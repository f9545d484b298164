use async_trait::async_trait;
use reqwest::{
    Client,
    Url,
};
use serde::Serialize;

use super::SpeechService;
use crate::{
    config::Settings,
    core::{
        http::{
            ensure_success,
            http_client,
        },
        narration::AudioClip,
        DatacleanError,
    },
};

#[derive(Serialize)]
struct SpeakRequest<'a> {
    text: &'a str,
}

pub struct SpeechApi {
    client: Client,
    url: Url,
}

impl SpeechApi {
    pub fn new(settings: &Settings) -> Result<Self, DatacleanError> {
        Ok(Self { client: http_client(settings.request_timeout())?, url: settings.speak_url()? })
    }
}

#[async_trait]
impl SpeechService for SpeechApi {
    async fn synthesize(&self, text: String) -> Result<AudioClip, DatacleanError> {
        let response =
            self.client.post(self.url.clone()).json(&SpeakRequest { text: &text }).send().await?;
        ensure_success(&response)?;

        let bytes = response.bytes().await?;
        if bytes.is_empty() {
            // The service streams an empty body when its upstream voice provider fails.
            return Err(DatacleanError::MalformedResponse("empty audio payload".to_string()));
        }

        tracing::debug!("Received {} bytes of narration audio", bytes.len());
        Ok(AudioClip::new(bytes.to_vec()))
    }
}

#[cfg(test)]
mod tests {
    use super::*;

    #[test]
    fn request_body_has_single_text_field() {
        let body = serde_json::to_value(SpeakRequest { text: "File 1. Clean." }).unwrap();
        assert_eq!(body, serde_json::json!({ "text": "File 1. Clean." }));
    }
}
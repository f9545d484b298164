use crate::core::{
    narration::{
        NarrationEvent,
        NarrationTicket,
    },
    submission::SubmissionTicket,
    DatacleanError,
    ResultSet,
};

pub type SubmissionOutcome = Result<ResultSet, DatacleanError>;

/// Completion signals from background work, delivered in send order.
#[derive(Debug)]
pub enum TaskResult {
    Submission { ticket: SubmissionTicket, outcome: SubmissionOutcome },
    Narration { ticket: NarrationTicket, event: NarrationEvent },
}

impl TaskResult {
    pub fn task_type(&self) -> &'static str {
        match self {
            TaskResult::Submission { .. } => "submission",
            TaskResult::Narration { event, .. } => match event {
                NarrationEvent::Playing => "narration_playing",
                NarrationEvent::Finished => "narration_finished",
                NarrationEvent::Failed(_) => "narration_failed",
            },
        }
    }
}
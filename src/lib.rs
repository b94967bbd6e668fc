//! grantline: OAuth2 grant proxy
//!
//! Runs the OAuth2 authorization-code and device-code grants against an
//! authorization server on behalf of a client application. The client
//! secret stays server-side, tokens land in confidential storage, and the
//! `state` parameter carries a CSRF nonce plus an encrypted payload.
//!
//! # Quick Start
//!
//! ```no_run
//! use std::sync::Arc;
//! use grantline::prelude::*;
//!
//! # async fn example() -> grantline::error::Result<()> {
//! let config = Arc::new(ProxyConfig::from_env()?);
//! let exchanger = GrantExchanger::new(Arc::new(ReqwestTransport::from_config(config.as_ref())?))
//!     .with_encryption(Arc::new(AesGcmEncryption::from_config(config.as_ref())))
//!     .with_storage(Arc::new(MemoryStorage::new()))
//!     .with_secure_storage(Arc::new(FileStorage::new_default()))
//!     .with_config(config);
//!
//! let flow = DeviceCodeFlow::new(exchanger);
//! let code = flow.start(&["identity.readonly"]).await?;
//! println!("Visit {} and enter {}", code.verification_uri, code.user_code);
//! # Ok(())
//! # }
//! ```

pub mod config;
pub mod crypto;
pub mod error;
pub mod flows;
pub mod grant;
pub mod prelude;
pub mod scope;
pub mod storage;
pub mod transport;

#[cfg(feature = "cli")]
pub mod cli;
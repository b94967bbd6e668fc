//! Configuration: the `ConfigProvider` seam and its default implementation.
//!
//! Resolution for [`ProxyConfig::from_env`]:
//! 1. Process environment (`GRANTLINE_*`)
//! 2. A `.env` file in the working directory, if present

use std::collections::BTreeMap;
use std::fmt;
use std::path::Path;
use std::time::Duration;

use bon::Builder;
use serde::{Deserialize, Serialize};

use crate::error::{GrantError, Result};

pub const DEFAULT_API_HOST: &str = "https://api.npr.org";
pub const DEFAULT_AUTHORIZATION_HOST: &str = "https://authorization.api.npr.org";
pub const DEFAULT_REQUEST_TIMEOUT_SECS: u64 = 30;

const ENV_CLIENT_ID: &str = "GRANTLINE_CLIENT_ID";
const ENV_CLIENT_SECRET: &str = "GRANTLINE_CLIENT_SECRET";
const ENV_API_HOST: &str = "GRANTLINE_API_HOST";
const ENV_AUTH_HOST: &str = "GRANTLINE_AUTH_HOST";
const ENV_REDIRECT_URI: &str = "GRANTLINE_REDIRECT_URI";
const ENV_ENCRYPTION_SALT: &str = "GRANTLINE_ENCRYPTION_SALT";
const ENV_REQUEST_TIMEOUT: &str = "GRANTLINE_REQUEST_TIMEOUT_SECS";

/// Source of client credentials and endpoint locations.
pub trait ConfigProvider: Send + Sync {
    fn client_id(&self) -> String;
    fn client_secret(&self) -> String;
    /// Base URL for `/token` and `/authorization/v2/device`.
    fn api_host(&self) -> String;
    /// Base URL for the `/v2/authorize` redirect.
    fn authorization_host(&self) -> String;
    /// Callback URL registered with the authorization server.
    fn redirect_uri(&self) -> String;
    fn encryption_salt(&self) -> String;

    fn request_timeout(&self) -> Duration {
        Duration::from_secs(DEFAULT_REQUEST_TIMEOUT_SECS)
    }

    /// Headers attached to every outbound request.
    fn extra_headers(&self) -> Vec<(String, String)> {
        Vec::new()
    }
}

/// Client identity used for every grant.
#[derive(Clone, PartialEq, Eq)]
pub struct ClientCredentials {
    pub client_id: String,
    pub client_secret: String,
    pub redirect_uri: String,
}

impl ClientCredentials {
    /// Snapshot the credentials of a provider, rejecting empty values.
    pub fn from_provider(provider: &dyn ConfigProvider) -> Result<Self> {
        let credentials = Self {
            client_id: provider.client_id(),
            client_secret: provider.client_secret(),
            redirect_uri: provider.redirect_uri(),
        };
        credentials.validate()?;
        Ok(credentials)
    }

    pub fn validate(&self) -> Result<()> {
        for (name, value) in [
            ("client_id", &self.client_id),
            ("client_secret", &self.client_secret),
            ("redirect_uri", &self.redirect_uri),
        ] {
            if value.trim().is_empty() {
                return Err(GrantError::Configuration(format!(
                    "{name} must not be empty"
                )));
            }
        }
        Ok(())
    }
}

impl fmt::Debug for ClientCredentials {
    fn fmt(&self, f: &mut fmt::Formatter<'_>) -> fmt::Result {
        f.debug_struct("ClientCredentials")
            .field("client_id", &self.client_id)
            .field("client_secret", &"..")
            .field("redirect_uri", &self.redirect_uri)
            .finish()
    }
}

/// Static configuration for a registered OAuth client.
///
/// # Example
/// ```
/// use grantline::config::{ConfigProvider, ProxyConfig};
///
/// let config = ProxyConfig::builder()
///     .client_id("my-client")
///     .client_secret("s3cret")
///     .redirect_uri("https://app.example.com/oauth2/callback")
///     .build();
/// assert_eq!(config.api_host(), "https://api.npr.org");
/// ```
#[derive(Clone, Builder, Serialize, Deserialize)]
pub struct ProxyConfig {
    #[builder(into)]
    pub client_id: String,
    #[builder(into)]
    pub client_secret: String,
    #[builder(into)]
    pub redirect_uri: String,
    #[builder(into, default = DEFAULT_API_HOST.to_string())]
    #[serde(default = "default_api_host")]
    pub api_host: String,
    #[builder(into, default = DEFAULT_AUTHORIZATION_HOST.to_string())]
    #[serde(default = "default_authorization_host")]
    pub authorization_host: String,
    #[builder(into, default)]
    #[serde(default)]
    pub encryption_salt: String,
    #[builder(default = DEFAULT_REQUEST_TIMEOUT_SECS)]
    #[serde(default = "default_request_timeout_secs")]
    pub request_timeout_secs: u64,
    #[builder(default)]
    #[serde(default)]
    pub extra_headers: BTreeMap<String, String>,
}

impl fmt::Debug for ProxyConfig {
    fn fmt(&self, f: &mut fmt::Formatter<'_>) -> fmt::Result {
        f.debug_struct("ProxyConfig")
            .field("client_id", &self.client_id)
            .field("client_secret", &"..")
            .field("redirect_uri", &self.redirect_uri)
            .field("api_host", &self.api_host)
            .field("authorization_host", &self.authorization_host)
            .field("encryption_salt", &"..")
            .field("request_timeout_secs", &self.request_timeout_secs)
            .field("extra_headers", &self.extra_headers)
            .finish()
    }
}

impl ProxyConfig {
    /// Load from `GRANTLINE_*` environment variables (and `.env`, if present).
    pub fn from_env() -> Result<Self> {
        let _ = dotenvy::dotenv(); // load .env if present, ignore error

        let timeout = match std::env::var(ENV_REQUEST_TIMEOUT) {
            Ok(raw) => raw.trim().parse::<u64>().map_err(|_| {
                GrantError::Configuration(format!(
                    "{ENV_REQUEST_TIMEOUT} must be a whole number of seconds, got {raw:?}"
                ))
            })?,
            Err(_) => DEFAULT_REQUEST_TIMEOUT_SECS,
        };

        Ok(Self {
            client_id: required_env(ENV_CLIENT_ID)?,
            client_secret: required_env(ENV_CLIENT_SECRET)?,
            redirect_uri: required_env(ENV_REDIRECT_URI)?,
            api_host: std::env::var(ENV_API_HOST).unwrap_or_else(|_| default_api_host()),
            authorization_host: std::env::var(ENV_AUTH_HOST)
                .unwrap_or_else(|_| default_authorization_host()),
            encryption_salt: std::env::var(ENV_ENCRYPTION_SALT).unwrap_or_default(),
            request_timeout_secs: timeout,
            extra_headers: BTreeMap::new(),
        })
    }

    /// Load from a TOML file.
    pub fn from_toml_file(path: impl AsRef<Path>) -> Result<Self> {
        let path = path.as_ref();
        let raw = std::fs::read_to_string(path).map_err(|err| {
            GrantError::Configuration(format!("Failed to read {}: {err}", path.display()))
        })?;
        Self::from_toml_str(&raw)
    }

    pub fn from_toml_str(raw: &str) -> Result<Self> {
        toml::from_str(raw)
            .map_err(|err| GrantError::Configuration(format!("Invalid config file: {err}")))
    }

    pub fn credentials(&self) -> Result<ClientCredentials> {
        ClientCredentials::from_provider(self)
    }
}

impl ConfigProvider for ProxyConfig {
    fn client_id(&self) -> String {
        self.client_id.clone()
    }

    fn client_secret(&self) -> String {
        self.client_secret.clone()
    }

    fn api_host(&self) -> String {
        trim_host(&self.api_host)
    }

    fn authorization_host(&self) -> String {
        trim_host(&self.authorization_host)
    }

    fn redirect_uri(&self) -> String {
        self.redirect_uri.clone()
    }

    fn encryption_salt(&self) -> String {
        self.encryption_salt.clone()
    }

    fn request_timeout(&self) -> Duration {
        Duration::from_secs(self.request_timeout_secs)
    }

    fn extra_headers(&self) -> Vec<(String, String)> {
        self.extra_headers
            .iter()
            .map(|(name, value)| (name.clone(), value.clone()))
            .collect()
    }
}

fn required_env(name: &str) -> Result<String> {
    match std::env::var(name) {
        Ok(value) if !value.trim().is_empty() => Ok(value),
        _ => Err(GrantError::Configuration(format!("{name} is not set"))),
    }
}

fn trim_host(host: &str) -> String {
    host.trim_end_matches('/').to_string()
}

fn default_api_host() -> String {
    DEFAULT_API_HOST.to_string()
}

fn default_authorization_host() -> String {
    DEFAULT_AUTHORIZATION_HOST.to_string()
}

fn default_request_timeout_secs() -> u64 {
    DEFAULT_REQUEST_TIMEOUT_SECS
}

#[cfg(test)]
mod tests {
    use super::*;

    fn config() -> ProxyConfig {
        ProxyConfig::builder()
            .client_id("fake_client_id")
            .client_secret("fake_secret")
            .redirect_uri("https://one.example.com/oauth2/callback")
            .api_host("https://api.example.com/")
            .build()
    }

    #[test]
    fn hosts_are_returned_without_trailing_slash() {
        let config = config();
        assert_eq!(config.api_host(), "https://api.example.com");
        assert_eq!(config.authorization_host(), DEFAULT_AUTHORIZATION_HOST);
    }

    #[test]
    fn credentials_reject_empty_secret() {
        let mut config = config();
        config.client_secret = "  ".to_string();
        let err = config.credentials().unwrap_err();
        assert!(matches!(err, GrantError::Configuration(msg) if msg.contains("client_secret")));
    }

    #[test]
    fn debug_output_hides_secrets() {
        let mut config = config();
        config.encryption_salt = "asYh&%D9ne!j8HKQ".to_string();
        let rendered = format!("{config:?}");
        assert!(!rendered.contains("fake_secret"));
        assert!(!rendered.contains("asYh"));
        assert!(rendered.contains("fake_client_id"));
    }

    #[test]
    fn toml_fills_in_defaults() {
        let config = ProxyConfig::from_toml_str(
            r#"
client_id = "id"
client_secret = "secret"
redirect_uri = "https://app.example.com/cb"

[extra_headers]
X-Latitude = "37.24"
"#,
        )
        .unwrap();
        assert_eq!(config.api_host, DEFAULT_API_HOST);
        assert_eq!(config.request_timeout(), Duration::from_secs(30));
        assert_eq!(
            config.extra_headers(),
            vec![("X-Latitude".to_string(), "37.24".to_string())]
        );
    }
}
• • • • • • •
INSTRUCTIONS TO FOLLOW: What lines above contain the string "https"? Copy all of them.

ANSWER BOX:
pub const DEFAULT_API_HOST: &str = "https://api.npr.org";
pub const DEFAULT_AUTHORIZATION_HOST: &str = "https://authorization.api.npr.org";
///     .redirect_uri("https://app.example.com/oauth2/callback")
/// assert_eq!(config.api_host(), "https://api.npr.org");
            .redirect_uri("https://one.example.com/oauth2/callback")
            .api_host("https://api.example.com/")
        assert_eq!(config.api_host(), "https://api.example.com");
redirect_uri = "https://app.example.com/cb"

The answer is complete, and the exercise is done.